Debaixo do capot também se pode encontrar algum “trabalho de casa”: aí pode encontrar-se um V8 Ford Racing 351 de 5752cc com bloco em ferro fundido e cabeças em alumínio, biálbero com 4 válvulas por cilindro e alimentado por um carburador quádruplo Holley 700 CFM e distribuidor MSD que produz em redor de 385cv de potência e 511Nm de binário máximo que são transmitidos às rodas traseiras por um diferencial autoblocante Positraction através duma caixa manual de 4 velocidades. Para manter toda a potência no sítio, pneus Goodyear Eagle F1 forram as jantes Schmidt de 17” com design evocativo do AC Cobra contemporâneo e travões de disco ventilado, perfurado e ranhurado com pinças Wilwood de 4 pistões asseguram o poder de travagem.

A produção dos 11 ou 12 Shelby GT500E Fastback Eleanors (há fontes a citarem tanto um número como o outro) foi entregue à Cinema Vehicle Services de Ray Clarid que os construiu com especificações diferentes de acordo com a sua função no filme e dos quais apenas se conhece existirem hoje apenas 3. O certo é que este carro, sancionado por Carroll Shelby como comprova a assinatura na pala do sol do lado do pendura, se tornou num ícone talvez ainda maior que o modelo original que o originou e além destes originais vários kits e réplicas (mais ou menos autorizadas pelo produtor) foram sendo produzidas para colmatar a procura por ter “um Eleanor”.

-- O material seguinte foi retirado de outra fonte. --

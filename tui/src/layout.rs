//! Definition Layout
//!
//! Turns the accumulated definition text into positioned spans for the
//! interactive render: word tokens become clickable spans with a recorded
//! column, whitespace stays inert and verbatim, and lines wrap at word
//! boundaries. The app uses the positions for mouse hit-testing and the
//! interactive indices for keyboard selection.
//!
//! Streaming-mode rendering does not come through here; while text is
//! still arriving it is wrapped as one inert block (see `App`).

use unicode_width::UnicodeWidthStr;
use wordrift_core::{is_topic_match, tokenize, Token};

/// What a laid-out span is
#[derive(Clone, Debug, PartialEq, Eq)]
pub enum SpanKind {
    /// Whitespace or pure punctuation; rendered verbatim, never clickable
    Inert,
    /// A clickable word
    Word {
        /// Position among the interactive spans, in reading order
        interactive_index: usize,
        /// Click payload: the word with edge punctuation stripped
        clean: String,
        /// Whether this word matches the current topic
        is_current_topic: bool,
    },
}

/// One positioned span of definition text
#[derive(Clone, Debug)]
pub struct LaidSpan {
    /// Column within the line
    pub x: u16,
    /// The raw text, punctuation and spacing included
    pub text: String,
    pub kind: SpanKind,
}

/// One wrapped line
#[derive(Clone, Debug, Default)]
pub struct LaidLine {
    pub spans: Vec<LaidSpan>,
}

/// The full interactive layout for one render pass
#[derive(Clone, Debug, Default)]
pub struct DefinitionLayout {
    pub lines: Vec<LaidLine>,
    /// Number of interactive spans across all lines
    pub word_count: usize,
}

impl DefinitionLayout {
    /// The clean payload of the interactive span at `index`
    pub fn payload(&self, index: usize) -> Option<&str> {
        self.lines.iter().flat_map(|l| l.spans.iter()).find_map(|span| match &span.kind {
            SpanKind::Word {
                interactive_index,
                clean,
                ..
            } if *interactive_index == index => Some(clean.as_str()),
            _ => None,
        })
    }
}

/// Lay out `content` for interactive rendering at the given width.
///
/// Tokens are recomputed from the content on every pass; the layout is a
/// derived view and is never stored across renders.
pub fn layout_interactive(content: &str, topic: &str, width: u16) -> DefinitionLayout {
    let width = width.max(1) as usize;
    let mut lines = vec![LaidLine::default()];
    let mut x = 0usize;
    let mut word_count = 0usize;

    for token in tokenize(content) {
        match token {
            Token::Whitespace(ws) => {
                for (i, segment) in ws.split('\n').enumerate() {
                    if i > 0 {
                        lines.push(LaidLine::default());
                        x = 0;
                    }
                    if segment.is_empty() || x >= width {
                        continue;
                    }
                    // Clamp trailing whitespace to the line width
                    let fit: String = segment.chars().take(width - x).collect();
                    let w = fit.width();
                    push_span(&mut lines, x, fit, SpanKind::Inert);
                    x += w;
                }
            }
            Token::Word { raw, clean } => {
                let w = raw.width();
                if x > 0 && x + w > width {
                    lines.push(LaidLine::default());
                    x = 0;
                }
                let kind = if clean.is_empty() {
                    SpanKind::Inert
                } else {
                    let kind = SpanKind::Word {
                        interactive_index: word_count,
                        is_current_topic: is_topic_match(&clean, topic),
                        clean,
                    };
                    word_count += 1;
                    kind
                };
                push_span(&mut lines, x, raw, kind);
                x += w;
            }
        }
    }

    DefinitionLayout { lines, word_count }
}

fn push_span(lines: &mut Vec<LaidLine>, x: usize, text: String, kind: SpanKind) {
    lines
        .last_mut()
        .expect("layout always has a current line")
        .spans
        .push(LaidSpan {
            x: x as u16,
            text,
            kind,
        });
}
//! Session Management
//!
//! A [`DefinitionSession`] is the ephemeral state for one topic request:
//! the topic, the text accumulated so far, and where the request is in its
//! lifecycle. Sessions are replaced wholesale when a new topic is
//! submitted; nothing carries over.
//!
//! The [`Explorer`] orchestrates: it owns the backend handle, the current
//! session, its chunk receiver, and the history track. `submit` is the
//! single entry point for every topic source (seed, word pivot, history
//! selection, random word).
//!
//! # Supersession
//!
//! A new `submit` while a stream is in flight supersedes it. Each chunk is
//! tagged with the [`SessionId`] it was received for, and [`Explorer::apply`]
//! drops chunks whose ticket no longer matches the current session. No
//! cancellation signal is sent upstream; replacing the receiver is enough
//! for the producer to notice and stop on its next send.

use std::sync::Arc;

use tokio::sync::mpsc;
use uuid::Uuid;

use crate::backend::{GenBackend, StreamChunk};
use crate::history::HistoryTrack;

/// Unique identity of one definition session
#[derive(Clone, Copy, Debug, PartialEq, Eq, Hash)]
pub struct SessionId(Uuid);

impl SessionId {
    /// Generate a fresh ID
    pub fn new() -> Self {
        Self(Uuid::new_v4())
    }
}

impl Default for SessionId {
    fn default() -> Self {
        Self::new()
    }
}

/// Lifecycle of a definition session
#[derive(Clone, Copy, Debug, PartialEq, Eq)]
pub enum SessionStatus {
    /// No topic submitted yet
    Idle,
    /// Stream in flight; text is still growing
    Loading,
    /// Stream completed; text is final and interactive
    Ready,
    /// Stream failed; the failure text is part of the definition text and
    /// rendering is identical to `Ready`
    Errored,
}

/// Ephemeral state for one topic request
#[derive(Clone, Debug)]
pub struct DefinitionSession {
    /// Session identity, used to guard against superseded chunks
    pub id: SessionId,
    /// The topic this session is defining
    pub topic: String,
    /// Definition text accumulated so far. Grows monotonically while
    /// loading, immutable once the stream ends.
    pub text: String,
    /// Lifecycle status
    pub status: SessionStatus,
    /// Failure cause, when errored
    pub error: Option<String>,
}

impl DefinitionSession {
    /// The empty pre-submission session
    pub fn idle() -> Self {
        Self {
            id: SessionId::new(),
            topic: String::new(),
            text: String::new(),
            status: SessionStatus::Idle,
            error: None,
        }
    }

    /// A fresh loading session for `topic`
    pub fn loading(topic: impl Into<String>) -> Self {
        Self {
            id: SessionId::new(),
            topic: topic.into(),
            text: String::new(),
            status: SessionStatus::Loading,
            error: None,
        }
    }

    /// Append a streamed fragment
    pub fn append(&mut self, fragment: &str) {
        self.text.push_str(fragment);
    }

    /// Mark the stream complete
    pub fn complete(&mut self) {
        self.status = SessionStatus::Ready;
    }

    /// Record a stream failure. The failure text is appended as if it were
    /// a final chunk, so the user always sees a readable message.
    pub fn fail(&mut self, cause: &str) {
        self.append(&format!(
            "Error: Could not generate content for \"{}\". {}",
            self.topic, cause
        ));
        self.error = Some(cause.to_string());
        self.status = SessionStatus::Errored;
    }

    /// Whether the stream is still in flight
    pub fn is_loading(&self) -> bool {
        self.status == SessionStatus::Loading
    }

    /// Whether the text is final and should render interactively
    pub fn is_interactive(&self) -> bool {
        matches!(self.status, SessionStatus::Ready | SessionStatus::Errored)
    }
}

/// Orchestrates topic submission, stream consumption, and history
pub struct Explorer {
    backend: Arc<dyn GenBackend>,
    session: DefinitionSession,
    history: HistoryTrack,
    stream: Option<mpsc::Receiver<StreamChunk>>,
}

impl Explorer {
    /// Create an explorer over the given backend
    pub fn new(backend: Arc<dyn GenBackend>) -> Self {
        Self {
            backend,
            session: DefinitionSession::idle(),
            history: HistoryTrack::new(),
            stream: None,
        }
    }

    /// Submit a topic: replaces the current session, appends the topic to
    /// history (before the fetch, so an errored topic still shows), and
    /// starts consuming the definition stream.
    ///
    /// Returns the new session's ticket.
    pub async fn submit(&mut self, topic: impl Into<String>) -> SessionId {
        let topic = topic.into();
        tracing::debug!(%topic, "submitting topic");

        self.session = DefinitionSession::loading(topic.clone());
        self.history.add(topic.clone());
        self.stream = Some(self.backend.stream_definition(&topic).await);

        self.session.id
    }

    /// Ask the backend for a random word and submit it.
    pub async fn random_topic(&mut self) -> anyhow::Result<SessionId> {
        let word = self.backend.random_word().await?;
        Ok(self.submit(word).await)
    }

    /// Wait for the next chunk of the current stream.
    ///
    /// Pends forever when no stream is active, which makes this safe to
    /// park in a `select!` arm. A channel that closes without a terminal
    /// chunk is reported as a failure so the session cannot hang in
    /// `Loading`.
    pub async fn next_chunk(&mut self) -> (SessionId, StreamChunk) {
        let ticket = self.session.id;
        match self.stream.as_mut() {
            Some(rx) => match rx.recv().await {
                Some(chunk) => (ticket, chunk),
                None => (
                    ticket,
                    StreamChunk::Failed("stream ended unexpectedly".to_string()),
                ),
            },
            None => std::future::pending().await,
        }
    }

    /// Apply a chunk to the session it was received for.
    ///
    /// Returns `false` when the chunk belonged to a superseded session and
    /// was dropped.
    pub fn apply(&mut self, ticket: SessionId, chunk: StreamChunk) -> bool {
        if ticket != self.session.id {
            tracing::debug!(?ticket, "dropping chunk from superseded session");
            return false;
        }

        match chunk {
            StreamChunk::Text(fragment) => {
                if self.session.is_loading() {
                    self.session.append(&fragment);
                }
            }
            StreamChunk::Done => {
                self.session.complete();
                self.stream = None;
                tracing::debug!(topic = %self.session.topic, "definition stream complete");
            }
            StreamChunk::Failed(cause) => {
                self.session.fail(&cause);
                self.stream = None;
                tracing::warn!(topic = %self.session.topic, %cause, "definition stream failed");
            }
        }
        true
    }

    /// The current session
    pub fn session(&self) -> &DefinitionSession {
        &self.session
    }

    /// The visited-topic history
    pub fn history(&self) -> &HistoryTrack {
        &self.history
    }

    /// A handle to the backend, for side tasks like art generation
    pub fn backend(&self) -> Arc<dyn GenBackend> {
        Arc::clone(&self.backend)
    }
}
//! Explorer integration tests
//!
//! Drive the explorer end to end against substitute backends: scripted
//! chunk sequences for the streaming paths, queued manual channels for
//! supersession, and fixed responses for the random-word path.

use std::collections::VecDeque;
use std::sync::{Arc, Mutex};

use async_trait::async_trait;
use pretty_assertions::assert_eq;
use tokio::sync::mpsc;

use wordrift_core::{AsciiArt, Explorer, GenBackend, SessionStatus, StreamChunk};

/// Backend that replays the same chunk script for every topic
struct ScriptedBackend {
    script: Vec<StreamChunk>,
    word: String,
}

impl ScriptedBackend {
    fn new(script: Vec<StreamChunk>) -> Self {
        Self {
            script,
            word: "gossamer".to_string(),
        }
    }
}

#[async_trait]
impl GenBackend for ScriptedBackend {
    fn name(&self) -> &str {
        "scripted"
    }

    async fn stream_definition(&self, _topic: &str) -> mpsc::Receiver<StreamChunk> {
        let (tx, rx) = mpsc::channel(16);
        let script = self.script.clone();
        tokio::spawn(async move {
            for chunk in script {
                if tx.send(chunk).await.is_err() {
                    return;
                }
            }
        });
        rx
    }

    async fn random_word(&self) -> anyhow::Result<String> {
        Ok(self.word.clone())
    }

    async fn ascii_art(&self, _topic: &str) -> anyhow::Result<AsciiArt> {
        anyhow::bail!("not scripted")
    }
}

/// Backend that hands out pre-built receivers, one per submission, so a
/// test can hold the sender side and feed chunks manually
struct ManualBackend {
    pending: Mutex<VecDeque<mpsc::Receiver<StreamChunk>>>,
}

impl ManualBackend {
    fn queue(receivers: Vec<mpsc::Receiver<StreamChunk>>) -> Self {
        Self {
            pending: Mutex::new(receivers.into()),
        }
    }
}

#[async_trait]
impl GenBackend for ManualBackend {
    fn name(&self) -> &str {
        "manual"
    }

    async fn stream_definition(&self, _topic: &str) -> mpsc::Receiver<StreamChunk> {
        self.pending
            .lock()
            .unwrap()
            .pop_front()
            .expect("more submissions than queued streams")
    }

    async fn random_word(&self) -> anyhow::Result<String> {
        anyhow::bail!("not used")
    }

    async fn ascii_art(&self, _topic: &str) -> anyhow::Result<AsciiArt> {
        anyhow::bail!("not used")
    }
}

/// Apply chunks until the current session leaves `Loading`
async fn drain(explorer: &mut Explorer) {
    while explorer.session().is_loading() {
        let (ticket, chunk) = explorer.next_chunk().await;
        explorer.apply(ticket, chunk);
    }
}

fn text(s: &str) -> StreamChunk {
    StreamChunk::Text(s.to_string())
}

#[tokio::test]
async fn streaming_accumulates_in_order() {
    let backend = Arc::new(ScriptedBackend::new(vec![
        text("A tide "),
        text("is the rise "),
        text("and fall of sea levels."),
        StreamChunk::Done,
    ]));
    let mut explorer = Explorer::new(backend);

    explorer.submit("tide").await;
    drain(&mut explorer).await;

    let session = explorer.session();
    assert_eq!(session.status, SessionStatus::Ready);
    assert_eq!(session.text, "A tide is the rise and fall of sea levels.");
    assert_eq!(explorer.history().topics(), ["tide"]);
}

#[tokio::test]
async fn stream_failure_becomes_readable_text() {
    let backend = Arc::new(ScriptedBackend::new(vec![
        text("The "),
        StreamChunk::Failed("network down".to_string()),
    ]));
    let mut explorer = Explorer::new(backend);

    explorer.submit("Ocean").await;
    drain(&mut explorer).await;

    let session = explorer.session();
    assert_eq!(session.status, SessionStatus::Errored);
    assert_eq!(
        session.text,
        "The Error: Could not generate content for \"Ocean\". network down"
    );
    // Append-before-fetch: the errored topic still shows in history
    assert_eq!(explorer.history().topics(), ["Ocean"]);
    // An errored session renders exactly like a ready one
    assert!(session.is_interactive());
}

#[tokio::test]
async fn superseded_chunks_are_dropped() {
    let (tx_a, rx_a) = mpsc::channel(16);
    let (tx_b, rx_b) = mpsc::channel(16);
    let backend = Arc::new(ManualBackend::queue(vec![rx_a, rx_b]));
    let mut explorer = Explorer::new(backend);

    let ticket_a = explorer.submit("alpha").await;
    tx_a.send(text("first ")).await.unwrap();
    let (ticket, chunk) = explorer.next_chunk().await;
    assert!(explorer.apply(ticket, chunk));
    assert_eq!(explorer.session().text, "first ");

    // Submit B while A is still loading: A is superseded
    explorer.submit("beta").await;
    assert_eq!(explorer.session().text, "");

    // A late chunk for A must not land in B's text
    assert!(!explorer.apply(ticket_a, text("stale ")));
    assert_eq!(explorer.session().text, "");

    tx_b.send(text("B is second.")).await.unwrap();
    tx_b.send(StreamChunk::Done).await.unwrap();
    drain(&mut explorer).await;

    let session = explorer.session();
    assert_eq!(session.topic, "beta");
    assert_eq!(session.text, "B is second.");
    assert_eq!(session.status, SessionStatus::Ready);

    // The superseded receiver was dropped, so A's producer sees a closed
    // channel on its next send
    assert!(tx_a.send(text("late")).await.is_err());

    assert_eq!(explorer.history().topics(), ["alpha", "beta"]);
}

#[tokio::test]
async fn history_never_shows_a_topic_twice() {
    let backend = Arc::new(ScriptedBackend::new(vec![StreamChunk::Done]));
    let mut explorer = Explorer::new(backend);

    for topic in ["rust", "crab", "rust"] {
        explorer.submit(topic).await;
        drain(&mut explorer).await;
    }

    assert_eq!(explorer.history().topics(), ["rust", "crab"]);
}

#[tokio::test]
async fn random_topic_submits_the_backend_word() {
    let backend = Arc::new(ScriptedBackend::new(vec![
        text("Gossamer is a fine film of cobwebs."),
        StreamChunk::Done,
    ]));
    let mut explorer = Explorer::new(backend);

    explorer.random_topic().await.unwrap();
    drain(&mut explorer).await;

    assert_eq!(explorer.session().topic, "gossamer");
    assert_eq!(explorer.history().topics(), ["gossamer"]);
}

#[tokio::test]
async fn text_is_frozen_after_completion() {
    let backend = Arc::new(ScriptedBackend::new(vec![text("done."), StreamChunk::Done]));
    let mut explorer = Explorer::new(backend);

    let ticket = explorer.submit("done").await;
    drain(&mut explorer).await;
    assert_eq!(explorer.session().text, "done.");

    // A stray text chunk for the same session no longer mutates the text
    explorer.apply(ticket, text(" extra"));
    assert_eq!(explorer.session().text, "done.");
}

#[tokio::test]
async fn closed_stream_without_terminal_chunk_fails() {
    // Script with no Done/Failed: the producer task ends and the channel
    // closes with the session still loading
    let backend = Arc::new(ScriptedBackend::new(vec![text("partial ")]));
    let mut explorer = Explorer::new(backend);

    explorer.submit("partial").await;
    drain(&mut explorer).await;

    let session = explorer.session();
    assert_eq!(session.status, SessionStatus::Errored);
    assert!(session.text.starts_with("partial Error: Could not generate"));
    assert!(session.text.contains("stream ended unexpectedly"));
}
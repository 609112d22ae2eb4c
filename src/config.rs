//! Configuration module
//!
//! Loads configuration from environment variables once at startup. The
//! resulting value is passed by reference to the components that need it.

use std::env;
use std::fmt;

use chrono::Duration;

/// Application configuration
#[derive(Clone)]
pub struct Config {
    /// Database connection URL
    pub database_url: String,

    /// Maximum database connections in pool
    pub database_max_connections: u32,

    /// Server host
    pub host: String,

    /// Server port
    pub port: u16,

    /// Environment (development, production)
    pub environment: String,

    /// HMAC key used to sign bearer tokens
    pub token_secret: String,

    /// Bearer token lifetime in seconds
    pub token_ttl_seconds: i64,
}

impl Config {
    /// Load configuration from environment variables
    pub fn from_env() -> Result<Self, ConfigError> {
        Self::from_lookup(|key| env::var(key).ok())
    }

    /// Load configuration from an arbitrary key lookup
    pub fn from_lookup<F>(lookup: F) -> Result<Self, ConfigError>
    where
        F: Fn(&str) -> Option<String>,
    {
        let database_url = lookup("DATABASE_URL").ok_or(ConfigError::MissingEnv("DATABASE_URL"))?;

        let database_max_connections = lookup("DATABASE_MAX_CONNECTIONS")
            .unwrap_or_else(|| "10".to_string())
            .parse()
            .map_err(|_| ConfigError::InvalidValue("DATABASE_MAX_CONNECTIONS"))?;

        let host = lookup("HOST").unwrap_or_else(|| "127.0.0.1".to_string());

        let port = lookup("PORT")
            .unwrap_or_else(|| "3000".to_string())
            .parse()
            .map_err(|_| ConfigError::InvalidValue("PORT"))?;

        let environment = lookup("ENVIRONMENT").unwrap_or_else(|| "development".to_string());

        let token_secret = lookup("TOKEN_SECRET").ok_or(ConfigError::MissingEnv("TOKEN_SECRET"))?;
        if token_secret.is_empty() {
            return Err(ConfigError::InvalidValue("TOKEN_SECRET"));
        }

        let token_ttl_seconds: i64 = lookup("TOKEN_TTL_SECONDS")
            .unwrap_or_else(|| "3600".to_string())
            .parse()
            .map_err(|_| ConfigError::InvalidValue("TOKEN_TTL_SECONDS"))?;
        // Upper bound keeps `Duration::seconds` in range
        if !(0..=i64::from(u32::MAX)).contains(&token_ttl_seconds) {
            return Err(ConfigError::InvalidValue("TOKEN_TTL_SECONDS"));
        }

        Ok(Self {
            database_url,
            database_max_connections,
            host,
            port,
            environment,
            token_secret,
            token_ttl_seconds,
        })
    }

    /// Check if running in production
    pub fn is_production(&self) -> bool {
        self.environment == "production"
    }

    pub fn token_ttl(&self) -> Duration {
        Duration::seconds(self.token_ttl_seconds)
    }
}

impl fmt::Debug for Config {
    fn fmt(&self, f: &mut fmt::Formatter<'_>) -> fmt::Result {
        f.debug_struct("Config")
            .field("database_url", &"[REDACTED]")
            .field("database_max_connections", &self.database_max_connections)
            .field("host", &self.host)
            .field("port", &self.port)
            .field("environment", &self.environment)
            .field("token_secret", &"[REDACTED]")
            .field("token_ttl_seconds", &self.token_ttl_seconds)
            .finish()
    }
}

/// Configuration error types
#[derive(Debug, thiserror::Error)]
pub enum ConfigError {
    #[error("Missing environment variable: {0}")]
    MissingEnv(&'static str),

    #[error("Invalid value for environment variable: {0}")]
    InvalidValue(&'static str),
}
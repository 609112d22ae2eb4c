//! Request extractors

use axum::async_trait;
use axum::body::Bytes;
use axum::extract::{FromRequest, Request};
use serde::de::DeserializeOwned;

use crate::error::AppError;

/// JSON body parsed from the raw bytes, whatever the `Content-Type`.
///
/// Anything that does not deserialize into `T` is a `MalformedRequest`.
#[derive(Debug, Clone)]
pub struct JsonBody<T>(pub T);

#[async_trait]
impl<S, T> FromRequest<S> for JsonBody<T>
where
    T: DeserializeOwned,
    S: Send + Sync,
{
    type Rejection = AppError;

    async fn from_request(request: Request, state: &S) -> Result<Self, Self::Rejection> {
        let bytes = Bytes::from_request(request, state)
            .await
            .map_err(|e| AppError::MalformedRequest(e.body_text()))?;

        serde_json::from_slice(&bytes)
            .map(JsonBody)
            .map_err(|e| AppError::MalformedRequest(e.to_string()))
    }
}
//! API module
//!
//! HTTP endpoints, middleware and application assembly.

pub mod extract;
pub mod middleware;
pub mod routes;

use std::sync::Arc;

use axum::routing::get;
use axum::Router;
use tower::ServiceBuilder;
use tower_http::trace::TraceLayer;

use crate::auth::TokenService;
use crate::ledger::LedgerRepository;

pub use routes::create_router;

/// Shared state handed to every handler
#[derive(Clone)]
pub struct AppState {
    pub ledger: Arc<dyn LedgerRepository>,
    pub tokens: TokenService,
}

impl AppState {
    pub fn new(ledger: Arc<dyn LedgerRepository>, tokens: TokenService) -> Self {
        Self { ledger, tokens }
    }
}

/// Build the full application: routes, middleware and state
pub fn build_app(state: AppState) -> Router {
    Router::new()
        // Health check (no auth)
        .route("/health", get(health_check))
        .merge(create_router(state.clone()))
        // Outermost first: tracing, then request logging
        .layer(
            ServiceBuilder::new()
                .layer(TraceLayer::new_for_http())
                .layer(axum::middleware::from_fn(middleware::logging_middleware)),
        )
        .with_state(state)
}

/// Health check endpoint
async fn health_check() -> &'static str {
    "OK"
}
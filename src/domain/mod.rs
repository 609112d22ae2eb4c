//! Domain module
//!
//! Core domain types shared by the ledger and the HTTP layer.

pub mod amount;

pub use amount::{Amount, AmountError, Balance};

A miniatura que vos apresento é a reprodução que a Greenlight Collectibles fez deste agora lendário
movie car à escala 1:18 e é apenas a 2ª que conheço, a seguir ao já conhecido Shelby Collectibles. À primeira vista, o molde parece ser rigorosamente o mesmo que o Shelby Collectibles e isso de facto não está muito longe da realidade: à primeira vista, não fosse o capot do Greenlight ter a “bossa” mais baixa e as jantes bicolores (o Shelby tinha-as todas cromadas), seria difícil distingui-los. O molde está de modo geral correcto embora eu ache que a dianteira do capot devia ser mais curvada para baixo, dando a ideia que a dianteira está sempre a “apontar para o céu”. O encaixe dos painéis também não é exemplar, encontrando-se por exemplo uma grande discrepância entre o spoiler na tampa da bagageira e o painel do flanco traseiro direito que o deveria completar. Outra coisa que salta à vista é a continuidade das faixas nos flancos que não é perfeita e o facto de as linhas não estarem completas até final dos painéis, nomeadamente na dianteira do capot. O molde das entradas de ar nos flancos também não é a melhor e os escapes são só pintados de preto como as grelhas, o que é uma pena. Já o conjunto jante-pneu tem muito bom aspecto e “dá no olho”, completado por um padrão de piso correcto com os Goodyear originais. O interior não está mau, com uma representação global conseguida sem deslumbrar, e é de salutar os bancos reclináveis, a roll-cage e o botão “Go Baby Go” na manete da caixa, mesmo que tal seja apenas uma pinta de tinta vermelha. Pena é a falta de alcatifa, embora tal tenha tentado ser reproduzido com uma textura mais áspera do fundo do habitáculo, assim como do tacómetro Sport Comp, este tablier foi claramente tirado dum modelo "standard" sem alterações. O motor também está completo e não era exigível muito mais neste aspecto, assim como o fundo do chassis, onde se nota algum esforço em incluir cor e elementos mecânicos visíveis. No geral, parece-me que o preço pedido pela peça é um pouco excessivo para o que oferece mas não deixa de ser uma peça vistosa e que dá gosto ver (e ter)!